Her: Know what I'm saying, Ronald Reagan?

Me (stifling gag reflex): I sure do.

Her: Because if we gave the patient the wrong forms, they would have the wrong forms.

Me (struggling to grasp the advanced arithmetic that one (1) batch of wrong forms equals, erm, one (1) batch of wrong forms): Uh-huh! (trying to sound bright and perky)

Her: You know?

Me (in my head): Maybe if you pulled your head out of your hee-haw long enough to notice that you are actually speaking audibly to another person and said person is responding audibly to you, then I could stop spending half of my workday figuring out new and ingenious ways to say, "Yes," and we could actually get some work done around here.

Me (in reality): Yes.

Anyway, just thought you'd enjoy a slice of office life to go with your morning coffee. (HAHA!)

6 comments:

Kevin said...

I will be sure to never say know what I mean around you. There may be some dangerous residual after effects.

Well Wisher said...

Feel free to say, "Know what I mean." I say "ya know?" all the time. But if I confirm that I know what you mean, please refrain from asking me three more times if I know. It's the redundancy - that and the cutesy phrases that drip nauseatingly from the tongue - but mostly the redundancy that I find exasperating. I mean, how many times can you perkily say, "Oh! Mm-hmm! I sure do know what you mean! Yesireebob, I know what you mean down deep in my bones!" before you sound like a psychotic robot?

Kevin said...

HAHAHA, can you imagine actually having a robot that did that?

Well Wisher said...

I should invent one. "The Yes-Man." Activated at the sound of your boss's voice. Rotates through a host of appreciative and agreeable statements:

"Mmmmmm! Great idea!" (in an appreciative purr)

"I'll get right on that!"

"Thank you, ma'am, may I have another?"

"Yessuh massah suh." Or alternatively, "Yazzum Miss Scahlett."
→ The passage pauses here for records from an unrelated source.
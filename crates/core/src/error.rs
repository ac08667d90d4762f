#[derive(Debug, thiserror::Error)]
pub enum CoreError {
    #[error("Entity not found: {entity} at index {index}")]
    NotFound { entity: &'static str, index: usize },

    #[error("Validation failed: {0}")]
    Validation(String),

    #[error("I/O error on {path}: {source}")]
    Io {
        path: String,
        #[source]
        source: std::io::Error,
    },

    #[error("Malformed JSON in {path}: {source}")]
    Json {
        path: String,
        #[source]
        source: serde_json::Error,
    },
}

impl CoreError {
    /// Wrap an I/O error with the path it happened on.
    pub fn io(path: impl AsRef<std::path::Path>, source: std::io::Error) -> Self {
        Self::Io {
            path: path.as_ref().display().to_string(),
            source,
        }
    }

    /// Wrap a JSON error with the path of the offending document.
    pub fn json(path: impl AsRef<std::path::Path>, source: serde_json::Error) -> Self {
        Self::Json {
            path: path.as_ref().display().to_string(),
            source,
        }
    }
}
//! Render orchestration on top of the core model and the ComfyUI client.
//!
//! - [`engine`] dispatches render queues one workflow at a time.
//! - [`wizard`] turns LLM workflow output into new shots.
//! - [`edit`] exports, merges and extends shots with FFmpeg.

pub mod edit;
pub mod engine;
pub mod error;
pub mod wizard;
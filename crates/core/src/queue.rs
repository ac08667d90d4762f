//! Render-queue ordering.
//!
//! The queue is a flat list of `(shot, workflow)` pairs consumed strictly in
//! order by the render engine; only one task is in flight at a time.

use serde::{Deserialize, Serialize};

use crate::shot::Shot;
use crate::types::{ShotIndex, WorkflowIndex};

/// Traversal order of the selected shots and their workflows.
#[derive(Debug, Clone, Copy, Default, PartialEq, Eq, Serialize, Deserialize)]
#[serde(rename_all = "snake_case")]
pub enum RenderMode {
    /// Every workflow of a shot before moving to the next shot.
    PerShot,
    /// Workflow N of every shot before workflow N+1 of any shot.
    #[default]
    PerWorkflow,
}

/// One unit of dispatch.
#[derive(Debug, Clone, Copy, PartialEq, Eq, Serialize, Deserialize)]
pub struct RenderTask {
    pub shot_index: ShotIndex,
    pub workflow_index: WorkflowIndex,
}

impl RenderTask {
    pub fn new(shot_index: ShotIndex, workflow_index: WorkflowIndex) -> Self {
        Self {
            shot_index,
            workflow_index,
        }
    }
}

/// Expand a shot selection into the ordered list of enabled workflow runs.
///
/// Selection indices past the end of `shots` are skipped.
pub fn build_queue(shots: &[Shot], selection: &[ShotIndex], mode: RenderMode) -> Vec<RenderTask> {
    let selected: Vec<(ShotIndex, &Shot)> = selection
        .iter()
        .filter_map(|&i| shots.get(i).map(|s| (i, s)))
        .collect();

    match mode {
        RenderMode::PerShot => selected
            .iter()
            .flat_map(|(si, shot)| {
                shot.workflows
                    .iter()
                    .enumerate()
                    .filter(|(_, wf)| wf.enabled)
                    .map(move |(wi, _)| RenderTask::new(*si, wi))
            })
            .collect(),
        RenderMode::PerWorkflow => {
            let max = selected
                .iter()
                .map(|(_, s)| s.workflows.len())
                .max()
                .unwrap_or(0);
            let mut tasks = Vec::new();
            for wi in 0..max {
                for (si, shot) in &selected {
                    if shot.workflows.get(wi).is_some_and(|wf| wf.enabled) {
                        tasks.push(RenderTask::new(*si, wi));
                    }
                }
            }
            tasks
        }
    }
}

/// Queue for "render all": every shot, ordered per workflow.
pub fn render_all_queue(shots: &[Shot]) -> Vec<RenderTask> {
    let all: Vec<ShotIndex> = (0..shots.len()).collect();
    build_queue(shots, &all, RenderMode::PerWorkflow)
}

#[cfg(test)]
mod tests {
    use super::*;
    use crate::shot::WorkflowAssignment;

    fn shot(enabled: &[bool]) -> Shot {
        let mut s = Shot::new("s");
        for (i, &on) in enabled.iter().enumerate() {
            let mut wf = WorkflowAssignment::new(format!("wf{i}.json"), false);
            wf.enabled = on;
            s.workflows.push(wf);
        }
        s
    }

    fn pairs(tasks: &[RenderTask]) -> Vec<(usize, usize)> {
        tasks.iter().map(|t| (t.shot_index, t.workflow_index)).collect()
    }

    #[test]
    fn per_shot_order() {
        let shots = vec![shot(&[true, true]), shot(&[true, false, true])];
        let q = build_queue(&shots, &[0, 1], RenderMode::PerShot);
        assert_eq!(pairs(&q), vec![(0, 0), (0, 1), (1, 0), (1, 2)]);
    }

    #[test]
    fn per_workflow_order() {
        let shots = vec![shot(&[true, true]), shot(&[true, false, true])];
        let q = build_queue(&shots, &[0, 1], RenderMode::PerWorkflow);
        assert_eq!(pairs(&q), vec![(0, 0), (1, 0), (0, 1), (1, 2)]);
    }

    #[test]
    fn selection_order_and_bounds() {
        let shots = vec![shot(&[true]), shot(&[true])];
        let q = build_queue(&shots, &[1, 7, 0], RenderMode::PerShot);
        assert_eq!(pairs(&q), vec![(1, 0), (0, 0)]);
    }

    #[test]
    fn render_all_uses_per_workflow() {
        let shots = vec![shot(&[true, true]), shot(&[true])];
        assert_eq!(pairs(&render_all_queue(&shots)), vec![(0, 0), (1, 0), (0, 1)]);
        assert!(render_all_queue(&[]).is_empty());
    }
}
"Oh, you ARE brilliant!" Complete with vigorous head bobbing.

and in Dr. K's honor, "Okeedokee Smokey!" and "Sounds like a plan, Stan!"

Luap Otisopse said...

Hahaha, know what I'm sayin' Ronald Reagan - that's freaking funny! I feel for you sister... I think I've been putting off making an appointment because I'm horrified of her!

Give her a: "Oh, I'm well aware, Deleware"! haha:)

or: "I catch your drift.... wood." (funny when I thought it...)

Well Wisher said...

HAHAHA! I am snorting my tea out of my nose over here! I will definitely hace to break out some "drift . . . wood" on her hiney!